Na naszą skrzynkę kontaktową dostaliśmy poniższy list, który za zgodą Autorki publikujemy.
Urodziłam się, wychowałam i mieszkam w Warszawie. Moja rodzina była niewierząca. Urodziłam się w 1969 roku, w wieku 18 lat zaszłam w ciążę, byłam wtedy w III klasie liceum. To był rok 1988, ówczesne prawodawstwo dopuszczało aborcję na życzenie. Przede mną, uczennicą, młodą dziewczyną, stanęło pytanie: co robić? Z ojcem dziecka nie byłam związana ślubem, taki „związek partnerski”. O ciąży dowiedziałam się w trzecim tygodniu, byłam bardzo szczupła i ta „fasolka” dała się wyczuć od razu w badaniu ginekologicznym. Lekarz badając mnie „pokazał”: to jest twoje dziecko.
Co robić, jak żyć, jaką decyzję podjąć? I ja, mając 18 lat, zdecydowałam: urodzę, to jest moje dziecko. Uczyłam się, nie miałam pracy, miałam wspierającą rodzinę. Zdecydowałam na tak.
W końcu trzeciego miesiąca ciąży ciężko zachorowałam na ospę. Wizyta u ginekologa i dwa skierowania: na oddział zakaźny do szpitala i na wywołanie poronienia, bo na chirurgiczną aborcję już za późno. Do szpitala zakaźnego nie poszłam, a skierowanie na ginekologię podarłam. Skoro zdecydowałam się na urodzenie dziecka, to znaczy , że na każde dziecko się zdecydowałam. Miałam 18 lat, byłam w ciąży, nie miałam męża, chodziłam do liceum, miałam matkę i rodzinę, i wizję urodzenia dziecka głęboko niesprawnego, bo ospa powoduje zmiany neurologiczne u płodu. To nie były czasy badań usg. Cały czas ciąży przygotowywałam się na przyjęcie tego dziecka, sprawnego? niesprawnego? zdrowego? uszkodzonego?
Poród w Szpitalu na Wołoskiej, rygory ówczesne, rok 1988. Dziecko zdrowe!
Samotnie wychowałam córkę, o czasie zdałam maturę (z dobrymi wynikami), zdałam na studia na Uniwersytecie Warszawskim i skończyłam je w terminie.
Nigdy nie wyszłam za mąż, nie byłam nigdy więcej w ciąży.
Mam 26-letnią córkę – Olgę i jestem babcią dwóch wspaniałych wnuków: Piotrka (4 lata) i Staśka (1 rok). Moja córka skończyła dobre elitarne liceum, ale nie wybrała drogi naukowej czy artystycznej. Ma męża, pobrali się w 2010 roku, ochrzcili obu chłopców, w zeszłym roku wzięli ślub kościelny. Teraz cieszą się mogąc przyjąć Komunię Świętą.
Napisałam do Państwa, bo byłam ogromnie wzburzona wydarzeniami w Sejmie we wrześniu ubiegłego roku i postawą niektórych posłów w sprawie aborcji niepełnosprawnych dzieci.

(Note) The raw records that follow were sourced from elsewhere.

//! HttpGateway implementation of the BotApi trait.

use async_trait::async_trait;
use reqwest::Client;
use serde::de::DeserializeOwned;
use serde::Serialize;
use serde_json::Value;
use tracing::{debug, warn};
use widget_core::{BotApi, BotData, ContactForm, SubmitOutcome, VolunteerForm, WidgetError};

use crate::config::GatewayConfig;
use crate::wire::{
    ChatRequestBody, ChatResponseBody, ContactRequestBody, SubmitResponseBody, TrackRequestBody,
    VolunteerRequestBody,
};

/// Production gateway speaking the widget backend JSON contracts.
///
/// Every call is a single attempt with a bounded timeout. Failures come
/// back as typed [`WidgetError`]s; this type never panics and never
/// decides fallback UX on its own.
pub struct HttpGateway {
    client: Client,
    config: GatewayConfig,
}

impl HttpGateway {
    /// Create a new gateway with the given configuration.
    pub fn new(config: GatewayConfig) -> Result<Self, WidgetError> {
        let client = Client::builder()
            .timeout(config.request_timeout)
            .build()
            .map_err(|e| {
                WidgetError::Configuration(format!("failed to create HTTP client: {}", e))
            })?;

        debug!(
            "HttpGateway initialized: api_url={}, timeout={:?}",
            config.api_url, config.request_timeout
        );

        Ok(Self { client, config })
    }

    /// Create a gateway from environment variables.
    ///
    /// See [`GatewayConfig::from_env`] for the variables read.
    pub fn from_env() -> Result<Self, WidgetError> {
        Self::new(GatewayConfig::from_env()?)
    }

    /// Get the configuration.
    pub fn config(&self) -> &GatewayConfig {
        &self.config
    }

    fn url(&self, path: &str) -> String {
        format!("{}{}", self.config.api_url, path)
    }

    /// POST a JSON body and decode a JSON response.
    async fn post_json<B: Serialize, T: DeserializeOwned>(
        &self,
        path: &str,
        body: &B,
    ) -> Result<T, WidgetError> {
        let url = self.url(path);

        let response = self
            .client
            .post(&url)
            .json(body)
            .send()
            .await
            .map_err(|e| WidgetError::Network(format!("POST {} failed: {}", url, e)))?;

        let status = response.status();
        if !status.is_success() {
            let message = response.text().await.unwrap_or_default();
            return Err(WidgetError::Api {
                status: status.as_u16(),
                message,
            });
        }

        response
            .json()
            .await
            .map_err(|e| WidgetError::Decode(format!("POST {}: {}", url, e)))
    }
}

#[async_trait]
impl BotApi for HttpGateway {
    async fn fetch_bot_data(&self, bot_id: &str) -> Result<BotData, WidgetError> {
        let url = self.url(&format!("/chatbot/{}", bot_id));

        let response = self
            .client
            .get(&url)
            .send()
            .await
            .map_err(|e| WidgetError::Network(format!("GET {} failed: {}", url, e)))?;

        let status = response.status();
        if !status.is_success() {
            let message = response.text().await.unwrap_or_default();
            warn!("bot data fetch returned {}: {}", status, message);
            return Err(WidgetError::Api {
                status: status.as_u16(),
                message,
            });
        }

        response
            .json()
            .await
            .map_err(|e| WidgetError::Decode(format!("GET {}: {}", url, e)))
    }

    async fn send_chat(
        &self,
        bot_id: &str,
        session_id: &str,
        message: &str,
    ) -> Result<String, WidgetError> {
        let body = ChatRequestBody {
            bot_id: bot_id.to_string(),
            message: message.to_string(),
            session_id: session_id.to_string(),
        };

        let reply: ChatResponseBody = self.post_json("/chat", &body).await?;

        match reply.response {
            Some(text) if !text.trim().is_empty() => Ok(text),
            _ => Err(WidgetError::Decode(
                "chat response missing 'response' field".to_string(),
            )),
        }
    }

    async fn submit_volunteer(
        &self,
        bot_id: &str,
        form: &VolunteerForm,
    ) -> Result<SubmitOutcome, WidgetError> {
        let body = VolunteerRequestBody::new(bot_id, form);
        let reply: SubmitResponseBody = self.post_json("/volunteer", &body).await?;
        Ok(reply.into())
    }

    async fn submit_contact(
        &self,
        bot_id: &str,
        form: &ContactForm,
    ) -> Result<SubmitOutcome, WidgetError> {
        let body = ContactRequestBody::new(bot_id, form);
        let reply: SubmitResponseBody = self.post_json("/contact", &body).await?;
        Ok(reply.into())
    }

    async fn track(&self, event: &str, data: Value) -> Result<(), WidgetError> {
        let body = TrackRequestBody {
            event: event.to_string(),
            data,
        };
        let url = self.url("/track");

        // No response contract; only the status matters.
        let response = self
            .client
            .post(&url)
            .json(&body)
            .send()
            .await
            .map_err(|e| WidgetError::Network(format!("POST {} failed: {}", url, e)))?;

        let status = response.status();
        if !status.is_success() {
            return Err(WidgetError::Api {
                status: status.as_u16(),
                message: String::new(),
            });
        }

        Ok(())
    }
}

Ja decyzje w swoim życiu podejmowałam jako osoba niewierząca. Nawrócenie przyszło dużo później i w zupełnie innych okolicznościach. Ale dzięki temu nawróceniu i głębokiej wierze, teraz wiem, że to Duch Święty działał w sposób dla mnie nieodkryty. Ja o swoim życiu decydowałam myśląc w ten sposób: skoro jestem w ciąży to „muszę” urodzić, to jest jedyna droga, bo nie wolno zabijać innego człowieka (tak myślałam jako osoba niewierząca). Kiedy wydano wyrok na moja córkę, to pomyślałam, że ja powiedziałam temu życiu: TAK. Bez względu na okoliczności. I ja się tego trzymam.
Mój przykład pokazuje, że nie każda osoba niewierząca jest zwolennikiem aborcji. Oczywiście wiara i ufność w Panu Bogu bardzo pomaga, ale choć trudniej jest tym niewierzącym obronić swoje zdanie i postawę, wielu z nich nie akceptuje zabijania innych ludzi.